EPIK-B5 enrolled adult postmenopausal women and men with PIK3CA-mutated, hormone receptor–positive, HER2-negative advanced breast cancer who experienced disease progression or relapse on or after treatment with a CDK4/6 inhibitor and an aromatase inhibitor.¹ Patients were required to have at least 1 measurable lesion per RECIST 1.1 criteria as assessed by the investigator, have received no more than 1 prior line of chemotherapy, excluding neoadjuvant/adjuvant chemotherapy, and adequate tumor tissue for PIK3CA mutational status assessment by a central laboratory.

Patients were randomly assigned 1:1 to receive alpelisib at 300 mg in combination with fulvestrant at 500 mg or placebo plus fulvestrant. Crossover to the combination arm was permitted at the time of disease progression per RECIST 1.1 criteria by BICR.

The primary end point was PFS per BICR. Secondary end points included ORR, duration of response, and time to response based on BICR assessment. Overall survival (OS), safety, ECOG performance status, quality, and time to second disease progression were also secondary end points.

At baseline, the median ages in the combination and placebo arms were 62.0 years and 61.5 years, respectively. Most patients in both arms had an ECOG performance status of 0 (56.4% vs 63.8%), visceral metastasis (71.3% vs 71.3%), and had received a prior CDK4/6 inhibitor for at least 6 months (86.2% vs 89.4%). Patients in both arms received prior adjuvant chemotherapy (28.7% vs 31.9%) and metastatic chemotherapy (12.8% vs 18.1%).

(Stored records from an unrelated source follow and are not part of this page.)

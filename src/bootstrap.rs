//! Initial population of the address space.
//!
//! Builds, in one pass before any client traffic:
//! - one Int32 variable per sensor channel under Objects
//! - the computed "current time" variable
//! - the Demo/Scalar folders with one variable per catalog type
//! - extra Organizes edges from Demo and Scalar to every channel variable
//!
//! Any failure aborts the build; a partially built address space is never
//! served.

use crate::address_space::{
    AccessLevel, AddressSpace, BuiltinType, LocalizedText, NodeId, NodePlacement,
    ObjectAttributes, QualifiedName, StatusCode, VALUE_RANK_ANY, VariableAttributes, Variant,
    WriteMask,
};
use crate::config::{CatalogNaming, ServerConfig};
use crate::error::{BridgeError, Result};
use crate::sensors::Channel;
use crate::time_source::ComputedTimeSource;
use log::{debug, info};
use std::sync::Arc;

/// Numeric id of the Demo folder.
pub const DEMO_FOLDER_ID: u32 = 50000;
/// Numeric id of the Scalar folder below Demo.
pub const SCALAR_FOLDER_ID: u32 = 50001;
/// Catalog variables are numbered upwards from here.
pub const CATALOG_FIRST_ID: u32 = 51001;

pub const TIME_NODE_NAME: &str = "current time";

/// Ids of everything the bootstrapper created.
#[derive(Debug, Clone, PartialEq)]
pub struct AddressSpaceLayout {
    pub channels: Vec<(Channel, NodeId)>,
    pub time_node: NodeId,
    pub demo_folder: NodeId,
    pub scalar_folder: NodeId,
    pub catalog: Vec<(BuiltinType, NodeId)>,
}

impl AddressSpaceLayout {
    pub fn channel_node(&self, channel: Channel) -> Option<&NodeId> {
        self.channels
            .iter()
            .find(|(c, _)| *c == channel)
            .map(|(_, id)| id)
    }
}

pub struct AddressSpaceBootstrapper {
    namespace: u16,
    naming: CatalogNaming,
}

impl AddressSpaceBootstrapper {
    pub fn new(namespace: u16, naming: CatalogNaming) -> Self {
        Self { namespace, naming }
    }

    pub fn from_config(config: &ServerConfig) -> Self {
        Self::new(config.namespace, config.catalog_naming)
    }

    /// Populate `space`. Call once, before the server starts serving.
    pub fn build(&self, space: &mut dyn AddressSpace) -> Result<AddressSpaceLayout> {
        let channels = self.add_channel_variables(space)?;
        let time_node = self.add_time_variable(space)?;
        let (demo_folder, scalar_folder) = self.add_demo_folders(space)?;
        let catalog = self.add_scalar_catalog(space, &scalar_folder)?;

        // Channel variables also hang below Demo and Scalar, giving them
        // three inbound Organizes references.
        for (_, node_id) in &channels {
            for folder in [&demo_folder, &scalar_folder] {
                space
                    .add_reference(folder, &NodeId::organizes(), &node_id.clone().into(), true)
                    .map_err(|status| BridgeError::ReferenceFailed {
                        source_node: folder.clone(),
                        target_node: node_id.clone(),
                        status,
                    })?;
            }
        }

        let objects = NodeId::objects_folder();
        space
            .write_display_name(&objects, LocalizedText::en_us("Objects"))
            .map_err(|status| BridgeError::AttributeWriteFailed {
                node: objects,
                status,
            })?;

        info!(
            "[Bootstrap] Address space ready: {} channel variables, {} catalog variables",
            channels.len(),
            catalog.len()
        );

        Ok(AddressSpaceLayout {
            channels,
            time_node,
            demo_folder,
            scalar_folder,
            catalog,
        })
    }

    fn add_channel_variables(
        &self,
        space: &mut dyn AddressSpace,
    ) -> Result<Vec<(Channel, NodeId)>> {
        Channel::ALL
            .iter()
            .map(|&channel| {
                let label = channel.label();
                let placement = NodePlacement::organized_by(
                    channel.node_id(self.namespace),
                    NodeId::objects_folder(),
                    QualifiedName::new(self.namespace, label.as_str()),
                );
                let attributes = VariableAttributes::labelled(&label, BuiltinType::Int32)
                    .with_value(Variant::Int32(0));
                let node_id = space
                    .add_variable_node(placement, attributes)
                    .map_err(|status| creation_failed(&label, status))?;
                debug!("[Bootstrap] Added channel variable {}", node_id);
                Ok((channel, node_id))
            })
            .collect()
    }

    fn add_time_variable(&self, space: &mut dyn AddressSpace) -> Result<NodeId> {
        let placement = NodePlacement::organized_by(
            NodeId::null(),
            NodeId::objects_folder(),
            QualifiedName::new(self.namespace, TIME_NODE_NAME),
        );
        let mut attributes = VariableAttributes::labelled(TIME_NODE_NAME, BuiltinType::DateTime);
        attributes.access_level = AccessLevel::CURRENT_READ;

        space
            .add_data_source_variable_node(placement, attributes, Arc::new(ComputedTimeSource))
            .map_err(|status| creation_failed(TIME_NODE_NAME, status))
    }

    fn add_demo_folders(&self, space: &mut dyn AddressSpace) -> Result<(NodeId, NodeId)> {
        let demo = self.add_folder(
            space,
            NodeId::numeric(self.namespace, DEMO_FOLDER_ID),
            NodeId::objects_folder(),
            "Demo",
        )?;
        let scalar = self.add_folder(
            space,
            NodeId::numeric(self.namespace, SCALAR_FOLDER_ID),
            demo.clone(),
            "Scalar",
        )?;
        Ok((demo, scalar))
    }

    fn add_folder(
        &self,
        space: &mut dyn AddressSpace,
        node_id: NodeId,
        parent: NodeId,
        name: &str,
    ) -> Result<NodeId> {
        space
            .add_object_node(
                NodePlacement::organized_by(
                    node_id,
                    parent,
                    QualifiedName::new(self.namespace, name),
                ),
                NodeId::folder_type(),
                ObjectAttributes::labelled(name),
            )
            .map_err(|status| creation_failed(name, status))
    }

    fn add_scalar_catalog(
        &self,
        space: &mut dyn AddressSpace,
        scalar_folder: &NodeId,
    ) -> Result<Vec<(BuiltinType, NodeId)>> {
        let mut catalog = Vec::new();
        for (ty, numeric_id) in BuiltinType::catalog().zip(CATALOG_FIRST_ID..) {
            let name = self.catalog_name(ty);
            let Some(value) = ty.default_value() else {
                continue;
            };
            let attributes = VariableAttributes {
                display_name: LocalizedText::en_us(name.as_str()),
                description: LocalizedText::default(),
                data_type: ty.data_type_id(),
                value_rank: VALUE_RANK_ANY,
                access_level: AccessLevel::CURRENT_READ | AccessLevel::CURRENT_WRITE,
                write_mask: WriteMask::DISPLAY_NAME | WriteMask::DESCRIPTION,
                value: Some(value),
            };
            let node_id = space
                .add_variable_node(
                    NodePlacement::organized_by(
                        NodeId::numeric(self.namespace, numeric_id),
                        scalar_folder.clone(),
                        QualifiedName::new(self.namespace, name.as_str()),
                    ),
                    attributes,
                )
                .map_err(|status| creation_failed(&name, status))?;
            catalog.push((ty, node_id));
        }
        Ok(catalog)
    }

    pub fn catalog_name(&self, ty: BuiltinType) -> String {
        match self.naming {
            CatalogNaming::Ordinal => format!("{:02}", ty.ordinal()),
            CatalogNaming::TypeName => ty.type_name().to_string(),
        }
    }
}

fn creation_failed(node: &str, status: StatusCode) -> BridgeError {
    BridgeError::NodeCreationFailed {
        node: node.to_string(),
        status,
    }
}

#[cfg(test)]
mod tests {
    use super::*;
    use crate::address_space::{BrowseDirection, MemoryAddressSpace, NumericRange};
    use crate::address_space::memory::NodeClass;

    fn build(naming: CatalogNaming) -> (MemoryAddressSpace, AddressSpaceLayout) {
        let mut space = MemoryAddressSpace::new();
        let layout = AddressSpaceBootstrapper::new(1, naming)
            .build(&mut space)
            .unwrap();
        (space, layout)
    }

    #[test]
    fn test_channel_variables_start_good_at_zero() {
        let (space, layout) = build(CatalogNaming::Ordinal);
        assert_eq!(layout.channels.len(), 4);
        for channel in Channel::ALL {
            let id = layout.channel_node(channel).unwrap();
            assert_eq!(id, &channel.node_id(1));
            let value = space.read_value(id, false, None).unwrap();
            assert_eq!(value.status(), StatusCode::GOOD);
            assert_eq!(value.value, Some(Variant::Int32(0)));
            assert_eq!(space.read_display_name(id).unwrap().text, channel.label());
            assert_eq!(space.description(id).unwrap().text, channel.label());
        }
    }

    #[test]
    fn test_channel_variables_have_three_parents() {
        let (space, layout) = build(CatalogNaming::Ordinal);
        for (_, id) in &layout.channels {
            let parents: Vec<_> = space
                .browse(id, BrowseDirection::Inverse)
                .unwrap()
                .into_iter()
                .map(|r| r.source)
                .collect();
            assert_eq!(
                parents,
                vec![
                    NodeId::objects_folder(),
                    layout.demo_folder.clone(),
                    layout.scalar_folder.clone()
                ]
            );
        }
    }

    #[test]
    fn test_folders() {
        let (space, layout) = build(CatalogNaming::Ordinal);
        assert_eq!(layout.demo_folder, NodeId::numeric(1, DEMO_FOLDER_ID));
        assert_eq!(layout.scalar_folder, NodeId::numeric(1, SCALAR_FOLDER_ID));
        assert_eq!(space.node_class(&layout.demo_folder), Some(NodeClass::Object));
        assert_eq!(
            space.type_definition(&layout.scalar_folder),
            Some(&NodeId::folder_type())
        );
        assert!(
            space
                .organized_children(&layout.demo_folder)
                .contains(&layout.scalar_folder)
        );
    }

    #[test]
    fn test_scalar_catalog_one_variable_per_type() {
        let (space, layout) = build(CatalogNaming::Ordinal);
        assert_eq!(layout.catalog.len(), BuiltinType::catalog().count());
        assert!(
            layout
                .catalog
                .iter()
                .all(|(ty, _)| *ty != BuiltinType::Variant && *ty != BuiltinType::DiagnosticInfo)
        );

        let under_scalar = space.organized_children(&layout.scalar_folder);
        for (index, (ty, id)) in layout.catalog.iter().enumerate() {
            assert_eq!(id, &NodeId::numeric(1, CATALOG_FIRST_ID + index as u32));
            assert!(under_scalar.contains(id));

            let info = space.variable_info(id).unwrap();
            assert_eq!(info.data_type, ty.data_type_id());
            assert_eq!(info.value_rank, VALUE_RANK_ANY);
            assert_eq!(info.write_mask, WriteMask::DISPLAY_NAME | WriteMask::DESCRIPTION);

            let value = space.read_value(id, false, None).unwrap();
            assert_eq!(value.value, ty.default_value());
        }

        // Catalog variables plus the four channel variables.
        assert_eq!(under_scalar.len(), layout.catalog.len() + 4);
    }

    #[test]
    fn test_catalog_naming() {
        let (space, layout) = build(CatalogNaming::Ordinal);
        let (_, first) = &layout.catalog[0];
        assert_eq!(space.browse_name(first).unwrap().name, "00");
        assert_eq!(space.read_display_name(first).unwrap().text, "00");

        let (space, layout) = build(CatalogNaming::TypeName);
        let (ty, id) = &layout.catalog[12];
        assert_eq!(*ty, BuiltinType::DateTime);
        assert_eq!(space.browse_name(id).unwrap().name, "DateTime");
    }

    #[test]
    fn test_time_variable_is_data_source() {
        let (space, layout) = build(CatalogNaming::Ordinal);
        let info = space.variable_info(&layout.time_node).unwrap();
        assert!(info.has_data_source);
        assert_eq!(info.access_level, AccessLevel::CURRENT_READ);
        assert_eq!(space.browse_name(&layout.time_node).unwrap().name, TIME_NODE_NAME);

        let value = space.read_value(&layout.time_node, true, None).unwrap();
        assert!(matches!(value.value, Some(Variant::DateTime(_))));
        assert!(value.source_timestamp.is_some());

        let range: NumericRange = "1".parse().unwrap();
        let value = space
            .read_value(&layout.time_node, true, Some(&range))
            .unwrap();
        assert_eq!(value.status(), StatusCode::BAD_INDEX_RANGE_INVALID);
        assert!(value.value.is_none());
    }

    #[test]
    fn test_objects_display_name() {
        let (space, _) = build(CatalogNaming::Ordinal);
        assert_eq!(
            space.read_display_name(&NodeId::objects_folder()).unwrap(),
            LocalizedText::en_us("Objects")
        );
    }

    #[test]
    fn test_second_build_fails() {
        let mut space = MemoryAddressSpace::new();
        let bootstrapper = AddressSpaceBootstrapper::new(1, CatalogNaming::Ordinal);
        bootstrapper.build(&mut space).unwrap();
        let err = bootstrapper.build(&mut space).unwrap_err();
        assert!(matches!(
            err,
            BridgeError::NodeCreationFailed {
                status: StatusCode::BAD_NODE_ID_EXISTS,
                ..
            }
        ));
    }
}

Additional Efficacy and Safety

At a data cutoff of May 26, 2025, updated OS data revealed that patients in the combination (n = 105) and placebo (n = 107) achieved a median OS of 29.5 months and 23.8 months, respectively. The HR for OS was 0.64 (95% CI, 0.41-0.99; nominal P = .021).

In terms of safety, the most common any-grade adverse effects (AEs) in the combination arm (n = 92) that occurred in at least 10% of patients were hyperglycemia (72.8%), diarrhea (51.1%), nausea (44.6%), decreased appetite (30.4%), and rash (30.4%). The most common any-grade AEs in the placebo arm (n = 94) were asthenia (16.0%), arthralgia (16.0%), increased alanine aminotransferase levels (14.9%), and increased gamma-glutamyl transferase levels (14.9%). Patients in the combination and placebo arms experienced any-grade AEs at respective rates of 100% and 86.2%; grade 3 or higher AEs occurred at rates of 70.7% and 33.0%, respectively.

“There were no new safety signals and the safety profile is in line with what we already know [about alpelisib],” De Laurentiis said in his conclusion. “These data confirm and extend the SOALR-1 findings and support the use of alpelisib plus fulvestrant as an effective treatment option for patients with hormone receptor–positive, HER2-negative PIK3CA-mutated [breast cancer] after progression on CDK4/6 inhibitors.”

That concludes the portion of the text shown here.